*** Opening INPUT FOR THIS TASK ***

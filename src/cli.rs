//! Command-line interface for the detector.

use clap::{Parser, Subcommand};
use log::debug;
use std::error::Error;
use std::fs::File;
use std::path::PathBuf;

use crate::api::{Analysis, Detector};
use crate::batch::BatchResult;
use crate::config::{Config, DEFAULT_CONFIG_FILE};
use crate::emotion::{Emotion, Severity};
use crate::samples::{self, TEXT_SAMPLES};

/// Shortest single message worth analysing, in characters.
pub const MIN_SINGLE_MESSAGE_CHARS: usize = 5;

#[derive(Debug, Parser)]
#[command(name = "psywell", version, about = "Mental wellness detector for short messages")]
pub struct Cli {
    /// Configuration file
    #[arg(long, global = true, default_value = DEFAULT_CONFIG_FILE)]
    pub config: PathBuf,

    #[command(subcommand)]
    pub command: Command,
}

#[derive(Debug, Subcommand)]
pub enum Command {
    /// Analyze a single message
    Analyze {
        /// Message text
        text: String,
        /// Print the analysis as JSON
        #[arg(long)]
        json: bool,
        /// Seed for quote selection
        #[arg(long)]
        seed: Option<u64>,
    },
    /// Analyze every message in a CSV, Excel or TXT file
    Batch {
        /// Input file (.csv, .xlsx, .xls or .txt)
        file: PathBuf,
        /// Write the detailed results to this CSV file
        #[arg(long, short)]
        output: Option<PathBuf>,
        /// Print the batch result as JSON
        #[arg(long)]
        json: bool,
    },
    /// Analyze the built-in sample messages
    Demo,
    /// Write sample_data.csv, sample_data.xlsx and sample_data.txt
    Samples {
        /// Target directory
        #[arg(long, default_value = ".")]
        dir: PathBuf,
    },
}

/// Main entry point for the CLI, after logging is set up.
pub fn run(cli: Cli, config: Config) -> Result<(), Box<dyn Error>> {
    debug!("running {:?}", cli.command);

    match cli.command {
        Command::Analyze { text, json, seed } => {
            let mut config = config;
            if seed.is_some() {
                config.recommendations.quote_seed = seed;
            }
            analyze(&Detector::with_config(config), &text, json)
        }
        Command::Batch { file, output, json } => {
            let detector = Detector::with_config(config);
            let batch = detector.analyze_file(&file)?;
            if json {
                println!("{}", batch.to_json()?);
            } else {
                print_batch(&batch);
            }
            if let Some(path) = output {
                batch.write_csv(File::create(&path)?)?;
                println!("Results written to {}", path.display());
            }
            Ok(())
        }
        Command::Demo => {
            let detector = Detector::with_config(config);
            for text in TEXT_SAMPLES {
                print_banner(text);
                print!("{}", detector.analyze(text));
            }
            let batch = detector.analyze_batch(TEXT_SAMPLES);
            print_batch(&batch);
            Ok(())
        }
        Command::Samples { dir } => {
            samples::write_sample_files(&dir)?;
            println!("Sample files written to {}", dir.display());
            Ok(())
        }
    }
}

fn analyze(detector: &Detector, text: &str, json: bool) -> Result<(), Box<dyn Error>> {
    if text.trim().chars().count() < MIN_SINGLE_MESSAGE_CHARS {
        println!(
            "Error: please enter a longer message (at least {} characters)",
            MIN_SINGLE_MESSAGE_CHARS
        );
        return Ok(());
    }

    let analysis: Analysis = detector.analyze(text);
    if json {
        println!("{}", analysis.to_json()?);
    } else {
        print_banner(text);
        print!("{}", analysis);
    }
    Ok(())
}

fn print_banner(text: &str) {
    println!("\n===================================================================");
    println!("  {}", crate::batch::preview(text, 80));
    println!("===================================================================");
}

fn print_batch(batch: &BatchResult) {
    println!("\n===================================================================");
    println!("  Batch Analysis Results");
    println!("===================================================================\n");

    if batch.is_empty() {
        println!("No valid messages found to analyze.");
        return;
    }

    for emotion in Emotion::ALL {
        println!(
            "  {} {:<12} {:>3}",
            emotion.icon(),
            emotion.as_str(),
            batch.counts.get(emotion)
        );
    }

    println!("\n  Severity levels:");
    for severity in Severity::ALL {
        if let Some(count) = batch.severity_counts.get(&severity) {
            println!("    {:<10} {:>3}", severity.as_str(), count);
        }
    }

    println!("\n{}", "=".repeat(90));
    println!(
        "{:<50} | {:<10} | {:<8} | {:>6} | {:>6}",
        "Message", "Emotion", "Severity", "Pol.", "Subj."
    );
    println!("{}", "=".repeat(90));
    for record in &batch.records {
        println!(
            "{:<50} | {:<10} | {:<8} | {:>6.2} | {:>6.2}",
            crate::batch::preview(&record.preview, 47),
            record.emotion.as_str(),
            record.severity.as_str(),
            record.polarity,
            record.subjectivity
        );
    }
    println!("{}", "=".repeat(90));

    if batch.skipped > 0 || batch.truncated > 0 {
        println!(
            "\n  {} message(s) too short, {} over the batch limit",
            batch.skipped, batch.truncated
        );
    }
}
//! Canned recommendations keyed by emotion.
//!
//! Tables exist for `stress`, `depression` and `positive`. Any emotion without
//! its own entry (currently `neutral`) gets the `stress` lists.
//!
//! Quote selection takes the random source as an argument so callers can seed
//! it:
//!
//! ```
//! use psywell::emotion::Emotion;
//! use psywell::recommend::Recommendations;
//! use rand::rngs::StdRng;
//! use rand::SeedableRng;
//!
//! let recs = Recommendations::default();
//! let mut rng = StdRng::seed_from_u64(42);
//! let quote = recs.pick_quote(Emotion::Positive, &mut rng);
//! assert!(quote.is_some());
//! ```

use rand::seq::SliceRandom;
use rand::Rng;
use serde::Serialize;
use std::collections::HashMap;

use crate::emotion::{ClassificationResult, Emotion};

/// Key used when an emotion has no table of its own.
pub const FALLBACK_EMOTION: Emotion = Emotion::Stress;

const MUSIC: &[(Emotion, &[&str])] = &[
    (
        Emotion::Stress,
        &[
            "🎵 Weightless - Marconi Union",
            "🎵 Piano Concerto No. 23 - Mozart",
            "🎵 Clair de Lune - Debussy",
            "🎵 Ambient Music for Stress Relief",
            "🎵 Nature Sounds - Ocean Waves",
        ],
    ),
    (
        Emotion::Depression,
        &[
            "🎵 Here Comes The Sun - The Beatles",
            "🎵 Three Little Birds - Bob Marley",
            "🎵 Beautiful Day - U2",
            "🎵 Don't Stop Me Now - Queen",
            "🎵 Uplifting Classical Music",
        ],
    ),
    (
        Emotion::Positive,
        &[
            "🎵 Happy - Pharrell Williams",
            "🎵 Good Vibrations - The Beach Boys",
            "🎵 Walking on Sunshine - Katrina",
            "🎵 I Got You (I Feel Good) - James Brown",
            "🎵 Best Day of My Life - American Authors",
        ],
    ),
];

const QUOTES: &[(Emotion, &[&str])] = &[
    (
        Emotion::Stress,
        &[
            "You don't have to control your thoughts. You just have to stop letting them control you.",
            "Take a deep breath. It's just a bad day, not a bad life.",
            "You are braver than you believe, stronger than you seem, and smarter than you think.",
        ],
    ),
    (
        Emotion::Depression,
        &[
            "This too shall pass. You are stronger than you think.",
            "Every day may not be good, but there is something good in every day.",
            "You are not alone. Reach out, someone cares.",
            "The darkest nights produce the brightest stars.",
            "Your life is valuable. You matter.",
        ],
    ),
    (
        Emotion::Positive,
        &[
            "Keep shining! Your positive energy is contagious.",
            "Happiness looks gorgeous on you!",
            "Your positive attitude is your superpower!",
        ],
    ),
];

const ACTIVITIES: &[(Emotion, &[&str])] = &[
    (
        Emotion::Depression,
        &[
            "🚶 Take a 10-minute walk outside",
            "📞 Call a friend or family member",
            "🧘 Practice deep breathing exercises",
            "📝 Write down 3 things you're grateful for",
            "💬 Consider speaking with a mental health professional",
        ],
    ),
    (
        Emotion::Stress,
        &[
            "🧘 Try a 5-minute meditation",
            "🤸 Do some light stretching",
            "🎵 Listen to calming music",
            "☕ Take a short break",
            "💆 Practice progressive muscle relaxation",
        ],
    ),
    (
        Emotion::Positive,
        &[
            "😊 Share your happiness with someone",
            "📔 Journal your feelings",
            "🎨 Do something creative",
            "🤝 Help someone else today",
            "🎉 Celebrate your wins!",
        ],
    ),
];

/// A crisis line or organisation to show with severe results.
#[derive(Debug, Clone, Copy, PartialEq, Eq, Serialize)]
pub struct CrisisResource {
    pub name: &'static str,
    pub contact: &'static str,
}

pub const CRISIS_RESOURCES: &[CrisisResource] = &[
    CrisisResource {
        name: "National Suicide Prevention Lifeline",
        contact: "988",
    },
    CrisisResource {
        name: "Crisis Text Line",
        contact: "Text HOME to 741741",
    },
    CrisisResource {
        name: "SAMHSA Helpline",
        contact: "1-800-662-4357",
    },
    CrisisResource {
        name: "International Association for Suicide Prevention",
        contact: "iasp.info",
    },
];

/// Crisis resources to display for `result`, empty unless it needs them.
pub fn crisis_resources_for(result: &ClassificationResult) -> &'static [CrisisResource] {
    if result.needs_crisis_support() {
        CRISIS_RESOURCES
    } else {
        &[]
    }
}

/// One-line message shown above a result.
pub fn headline(result: &ClassificationResult) -> &'static str {
    match result.emotion() {
        Emotion::Depression => {
            "We detected signs of severe distress. Please reach out to someone right away."
        }
        Emotion::Stress => "We noticed some stress. Take a moment to breathe and relax.",
        Emotion::Positive => "Great! You're feeling positive. Keep up the good vibes!",
        Emotion::Neutral => "Your emotional state seems stable.",
    }
}

type Table = HashMap<Emotion, Vec<String>>;

fn build(rows: &[(Emotion, &[&str])]) -> Table {
    rows.iter()
        .map(|(emotion, items)| (*emotion, items.iter().map(|s| s.to_string()).collect()))
        .collect()
}

/// Music, quote and activity tables with a fallback key.
#[derive(Debug, Clone, PartialEq)]
pub struct Recommendations {
    music: Table,
    quotes: Table,
    activities: Table,
    fallback: Emotion,
}

impl Default for Recommendations {
    fn default() -> Self {
        Recommendations {
            music: build(MUSIC),
            quotes: build(QUOTES),
            activities: build(ACTIVITIES),
            fallback: FALLBACK_EMOTION,
        }
    }
}

impl Recommendations {
    fn lookup<'a>(&self, table: &'a Table, emotion: Emotion) -> &'a [String] {
        table
            .get(&emotion)
            .or_else(|| table.get(&self.fallback))
            .map(Vec::as_slice)
            .unwrap_or(&[])
    }

    pub fn music(&self, emotion: Emotion) -> &[String] {
        self.lookup(&self.music, emotion)
    }

    pub fn quotes(&self, emotion: Emotion) -> &[String] {
        self.lookup(&self.quotes, emotion)
    }

    pub fn activities(&self, emotion: Emotion) -> &[String] {
        self.lookup(&self.activities, emotion)
    }

    /// Pick one quote for `emotion` using the caller's random source.
    pub fn pick_quote<R: Rng + ?Sized>(&self, emotion: Emotion, rng: &mut R) -> Option<&str> {
        self.quotes(emotion).choose(rng).map(String::as_str)
    }

    /// Everything to show for one result.
    pub fn advice_for<R: Rng + ?Sized>(&self, result: &ClassificationResult, rng: &mut R) -> Advice {
        let emotion = result.emotion();
        Advice {
            headline: headline(result).to_string(),
            music: self.music(emotion).to_vec(),
            quote: self.pick_quote(emotion, rng).map(str::to_string),
            activities: self.activities(emotion).to_vec(),
            crisis: crisis_resources_for(result).to_vec(),
        }
    }
}

/// Recommendations resolved for one result.
#[derive(Debug, Clone, PartialEq, Serialize)]
pub struct Advice {
    pub headline: String,
    pub music: Vec<String>,
    pub quote: Option<String>,
    pub activities: Vec<String>,
    pub crisis: Vec<CrisisResource>,
}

*** Closing INPUT FOR THIS TASK ***

[WHAT THIS TASK INVOLVES]: Every line above that includes the word "rows" should be listed.

[WORKED SOLUTION]:
fn build(rows: &[(Emotion, &[&str])]) -> Table {
    rows.iter()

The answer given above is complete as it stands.